Der Blick ins „Innen“ bietet aber auch Hoffnung: Wenn die Grenze als etwas verstanden wird, das innerhalb Deutschlands und der EU geschaffen und legitimiert wird, dann ergeben sich aus der EU heraus verschiedene Möglichkeiten einer politisch-solidarischen Praxis. Ein selbstkritischer Blick auf die eigenen Verstrickungen in die Grenzökonomie, auf die eigene Rolle in diesem „Spiel“, wird möglich. Ohne, dass man dafür nach Bosnien reisen muss.

In der aktuellen Kritik an der so breiten öffentlichen Solidarisierung mit der Ukraine kann der Blick der Grenzökonomie ebenfalls zur Debatte beitragen. Solidarität kann auf explizitem Rassismus basieren, wie beispielsweise ein CBS Reporter der argumentierte Ukrainer:innen seien im Gegensatz zu anderen Flüchtenden zivilisiert.
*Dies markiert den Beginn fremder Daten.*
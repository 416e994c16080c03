//! Text-to-Speech (TTS) Module
//!
//! Generates speech through the OpenAI speech endpoint, saves it under the
//! configured audio directory and optionally plays it back.

pub mod player;

pub use player::{AudioPlayer, CommandPlayer, PlaybackError};

use crate::ai::{api_error_message, ClientError, OpenAiClient, Result};
use serde_json::{json, Value};
use std::path::{Component, Path, PathBuf};

pub const SPEECH_PATH: &str = "/audio/speech";

/// Default output file name
pub const DEFAULT_OUTPUT_FILE: &str = "output.mp3";

/// Request body for the speech endpoint
pub fn speech_request_body(model: &str, voice: &str, text: &str) -> Value {
    json!({
        "model": model,
        "voice": voice,
        "input": text,
    })
}

impl OpenAiClient {
    /// Synthesize `text`, write it to `<audio dir>/<file_name>` and play it
    /// when `autoplay` is set.
    ///
    /// Returns the written path. A playback failure is reported but the file
    /// is kept and its path still returned.
    pub fn generate_speech(&self, text: &str, file_name: &str, autoplay: bool) -> Option<PathBuf> {
        let path = match self.try_generate_speech(text, file_name) {
            Ok(path) => path,
            Err(e) => return self.report("generate_speech", e),
        };

        if autoplay {
            self.play_audio(&path);
        }
        Some(path)
    }

    fn try_generate_speech(&self, text: &str, file_name: &str) -> Result<PathBuf> {
        let output_path = output_path_in(&self.config.audio_dir, file_name)?;

        let body = speech_request_body(&self.config.tts_model, &self.config.tts_voice, text);
        let detail = format!("model={} voice={}", self.config.tts_model, self.config.tts_voice);
        let response = self.post_json(SPEECH_PATH, &body, &detail)?;

        let status = response.status();
        let bytes = response.bytes()?;
        if !status.is_success() {
            let message = serde_json::from_slice::<Value>(&bytes)
                .ok()
                .and_then(|v| api_error_message(&v))
                .unwrap_or_else(|| String::from_utf8_lossy(&bytes).trim().to_string());
            return Err(ClientError::Api(format!("{}: {}", status, message)));
        }

        if let Some(parent) = output_path.parent() {
            std::fs::create_dir_all(parent).map_err(|e| ClientError::io(parent, e))?;
        }
        std::fs::write(&output_path, &bytes).map_err(|e| ClientError::io(&output_path, e))?;

        tracing::info!(path = %output_path.display(), bytes = bytes.len(), "speech written");
        Ok(output_path)
    }

    /// Play an audio file with the configured player. Returns whether
    /// playback succeeded; failures are reported.
    pub fn play_audio(&self, path: &Path) -> bool {
        match self.player.play(path) {
            Ok(()) => true,
            Err(e) => {
                self.report::<()>("play_audio", e.into());
                false
            }
        }
    }
}

/// Join `file_name` onto `dir`, refusing names that would land outside it.
fn output_path_in(dir: &Path, file_name: &str) -> Result<PathBuf> {
    let name = Path::new(file_name);
    let nested = name
        .components()
        .all(|c| matches!(c, Component::Normal(_) | Component::CurDir));
    if !nested || name.file_name().is_none() {
        return Err(ClientError::InvalidOutputName(file_name.to_string()));
    }
    Ok(dir.join(name))
}

#[cfg(test)]
mod tests {
    use super::*;

    #[test]
    fn test_output_path_nests_under_dir() {
        let dir = Path::new("/srv/audio");
        assert_eq!(
            output_path_in(dir, "greeting.mp3").unwrap(),
            dir.join("greeting.mp3")
        );
        assert_eq!(
            output_path_in(dir, "daily/brief.mp3").unwrap(),
            dir.join("daily").join("brief.mp3")
        );
    }

    #[test]
    fn test_output_path_rejects_escaping_names() {
        let dir = Path::new("/srv/audio");
        for name in ["/tmp/escaped.mp3", "../escaped.mp3", "a/../../b.mp3", "", "."] {
            assert!(
                matches!(
                    output_path_in(dir, name),
                    Err(ClientError::InvalidOutputName(_))
                ),
                "accepted {:?}",
                name
            );
        }
    }

    #[test]
    fn test_speech_request_body() {
        assert_eq!(
            speech_request_body("tts-1-hd", "alloy", "Hello there"),
            json!({ "model": "tts-1-hd", "voice": "alloy", "input": "Hello there" })
        );
    }
}
//! Local audio playback
//!
//! Playback is delegated to an OS-level player program (`afplay` on macOS
//! by default).

use std::path::Path;
use std::process::{Command, Stdio};
use thiserror::Error;

/// Playback errors
#[derive(Error, Debug)]
pub enum PlaybackError {
    #[error("failed to start {program}: {source}")]
    Spawn {
        program: String,
        #[source]
        source: std::io::Error,
    },

    #[error("{program} exited with {status}: {stderr}")]
    Failed {
        program: String,
        status: std::process::ExitStatus,
        stderr: String,
    },
}

/// Something that can play an audio file
pub trait AudioPlayer: Send + Sync {
    /// Play the file, blocking until playback ends
    fn play(&self, path: &Path) -> Result<(), PlaybackError>;
}

/// Plays audio by running `<program> <path>`
#[derive(Debug, Clone)]
pub struct CommandPlayer {
    program: String,
}

impl CommandPlayer {
    pub fn new(program: impl Into<String>) -> Self {
        Self {
            program: program.into(),
        }
    }

    pub fn program(&self) -> &str {
        &self.program
    }
}

impl AudioPlayer for CommandPlayer {
    fn play(&self, path: &Path) -> Result<(), PlaybackError> {
        tracing::info!(program = %self.program, path = %path.display(), "playing audio");

        let output = Command::new(&self.program)
            .arg(path)
            .stdout(Stdio::null())
            .stderr(Stdio::piped())
            .output()
            .map_err(|source| PlaybackError::Spawn {
                program: self.program.clone(),
                source,
            })?;

        if !output.status.success() {
            return Err(PlaybackError::Failed {
                program: self.program.clone(),
                status: output.status,
                stderr: String::from_utf8_lossy(&output.stderr).trim().to_string(),
            });
        }

        Ok(())
    }
}

#[cfg(test)]
mod tests {
    use super::*;

    #[test]
    fn test_missing_program_is_spawn_error() {
        let player = CommandPlayer::new("definitely-not-an-audio-player-xyz");
        let result = player.play(Path::new("out.mp3"));
        assert!(matches!(result, Err(PlaybackError::Spawn { .. })));
    }

    #[cfg(unix)]
    #[test]
    fn test_successful_program() {
        let player = CommandPlayer::new("true");
        assert!(player.play(Path::new("out.mp3")).is_ok());
    }

    #[cfg(unix)]
    #[test]
    fn test_failing_program() {
        let player = CommandPlayer::new("false");
        assert!(matches!(
            player.play(Path::new("out.mp3")),
            Err(PlaybackError::Failed { .. })
        ));
    }
}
Die Aushandlung der Zugehörigkeit der Ukraine als weiß, nicht-weiß, christlich, jüdisch, als Unterdrückerin oder Unterdrückte passiert nicht in einem Vakuum, sondern ist Teil des beschriebenen Aushandlungsprozesses von Solidarität und Identität.

Dass Flüchtende mit der Deutschen Bahn nach Berlin fahren dürfen ist natürlich gut. Wenn aber zeitgleich die Mitnahme von Flüchtenden aus anderen Ländern kriminalisiert wird, hat das mehr als einen bitteren Beigeschmack.

 

 

Dominik ist politischer Geograph und setzt sich mit der Verhandlung von Identitäten in Räumen und an Grenzen auseinander. Aktuell arbeitet er in der politischen Kommunikation in Berlin.